Your instructions =>
Without omission or alteration, write out all of the data.

Provided records =>
+-------+
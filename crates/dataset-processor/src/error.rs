//! Error types for dataset processors.

use thiserror::Error;

use storm_common::StormError;

/// Result type for processor operations.
pub type ProcessorResult<T> = Result<T, ProcessorError>;

#[derive(Error, Debug)]
pub enum ProcessorError {
    /// File I/O error
    #[error("I/O error: {0}")]
    Io(#[from] std::io::Error),

    /// Transport failure talking to a provider
    #[error("HTTP error: {0}")]
    Http(#[from] reqwest::Error),

    /// The remote dataset lacks the axes needed for subsetting
    #[error("Dataset {url} is missing expected dimensions: {missing:?}")]
    MissingDimensions { url: String, missing: Vec<String> },

    /// Bad record layout or processor parameters
    #[error("Invalid processor parameters: {0}")]
    InvalidParams(String),

    /// Malformed DDS/DAS/DODS payload
    #[error("Malformed DAP response: {0}")]
    Dap(String),

    /// NetCDF library failure
    #[error("NetCDF error: {0}")]
    NetCdf(String),

    #[error(transparent)]
    Storm(#[from] StormError),
}

impl From<netcdf::Error> for ProcessorError {
    fn from(err: netcdf::Error) -> Self {
        ProcessorError::NetCdf(err.to_string())
    }
}

impl From<tempfile::PersistError> for ProcessorError {
    fn from(err: tempfile::PersistError) -> Self {
        ProcessorError::Io(err.error)
    }
}

impl From<tempfile::PathPersistError> for ProcessorError {
    fn from(err: tempfile::PathPersistError) -> Self {
        ProcessorError::Io(err.error)
    }
}

impl From<tokio::task::JoinError> for ProcessorError {
    fn from(err: tokio::task::JoinError) -> Self {
        ProcessorError::Storm(StormError::Internal(format!("Task join error: {}", err)))
    }
}

impl From<ProcessorError> for StormError {
    fn from(err: ProcessorError) -> Self {
        match err {
            ProcessorError::MissingDimensions { .. } | ProcessorError::InvalidParams(_) => {
                StormError::Configuration(err.to_string())
            }
            ProcessorError::Http(e) => StormError::Network(e.to_string()),
            ProcessorError::Io(e) => StormError::Storage(e.to_string()),
            ProcessorError::Dap(_) | ProcessorError::NetCdf(_) => {
                StormError::DataFormat(err.to_string())
            }
            ProcessorError::Storm(e) => e,
        }
    }
}

#[cfg(test)]
mod tests {
    use super::*;

    #[test]
    fn test_missing_dimensions_are_not_retryable() {
        let err: StormError = ProcessorError::MissingDimensions {
            url: "https://example.org/dap/winds".to_string(),
            missing: vec!["latitude".to_string()],
        }
        .into();
        assert!(!err.is_retryable());
    }

    #[test]
    fn test_io_errors_are_retryable() {
        let err: StormError =
            ProcessorError::Io(std::io::Error::new(std::io::ErrorKind::Other, "disk")).into();
        assert!(err.is_retryable());
    }
}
+-------+
Result below =>
filename crates/dataset-processor/src/error.rs
//! Error types for dataset processors.

use thiserror::Error;

use storm_common::StormError;

/// Result type for processor operations.
pub type ProcessorResult<T> = Result<T, ProcessorError>;

#[derive(Error, Debug)]
pub enum ProcessorError {
    /// File I/O error
    #[error("I/O error: {0}")]
    Io(#[from] std::io::Error),

    /// Transport failure talking to a provider
    #[error("HTTP error: {0}")]
    Http(#[from] reqwest::Error),

    /// The remote dataset lacks the axes needed for subsetting
    #[error("Dataset {url} is missing expected dimensions: {missing:?}")]
    MissingDimensions { url: String, missing: Vec<String> },

    /// Bad record layout or processor parameters
    #[error("Invalid processor parameters: {0}")]
    InvalidParams(String),

    /// Malformed DDS/DAS/DODS payload
    #[error("Malformed DAP response: {0}")]
    Dap(String),

    /// NetCDF library failure
    #[error("NetCDF error: {0}")]
    NetCdf(String),

    #[error(transparent)]
    Storm(#[from] StormError),
}

impl From<netcdf::Error> for ProcessorError {
    fn from(err: netcdf::Error) -> Self {
        ProcessorError::NetCdf(err.to_string())
    }
}

impl From<tempfile::PersistError> for ProcessorError {
    fn from(err: tempfile::PersistError) -> Self {
        ProcessorError::Io(err.error)
    }
}

impl From<tempfile::PathPersistError> for ProcessorError {
    fn from(err: tempfile::PathPersistError) -> Self {
        ProcessorError::Io(err.error)
    }
}

impl From<tokio::task::JoinError> for ProcessorError {
    fn from(err: tokio::task::JoinError) -> Self {
        ProcessorError::Storm(StormError::Internal(format!("Task join error: {}", err)))
    }
}

impl From<ProcessorError> for StormError {
    fn from(err: ProcessorError) -> Self {
        match err {
            ProcessorError::MissingDimensions { .. } | ProcessorError::InvalidParams(_) => {
                StormError::Configuration(err.to_string())
            }
            ProcessorError::Http(e) => StormError::Network(e.to_string()),
            ProcessorError::Io(e) => StormError::Storage(e.to_string()),
            ProcessorError::Dap(_) | ProcessorError::NetCdf(_) => {
                StormError::DataFormat(err.to_string())
            }
            ProcessorError::Storm(e) => e,
        }
    }
}

#[cfg(test)]
mod tests {
    use super::*;

    #[test]
    fn test_missing_dimensions_are_not_retryable() {
        let err: StormError = ProcessorError::MissingDimensions {
            url: "https://example.org/dap/winds".to_string(),
            missing: vec!["latitude".to_string()],
        }
        .into();
        assert!(!err.is_retryable());
    }

    #[test]
    fn test_io_errors_are_retryable() {
        let err: StormError =
            ProcessorError::Io(std::io::Error::new(std::io::ErrorKind::Other, "disk")).into();
        assert!(err.is_retryable());
    }
}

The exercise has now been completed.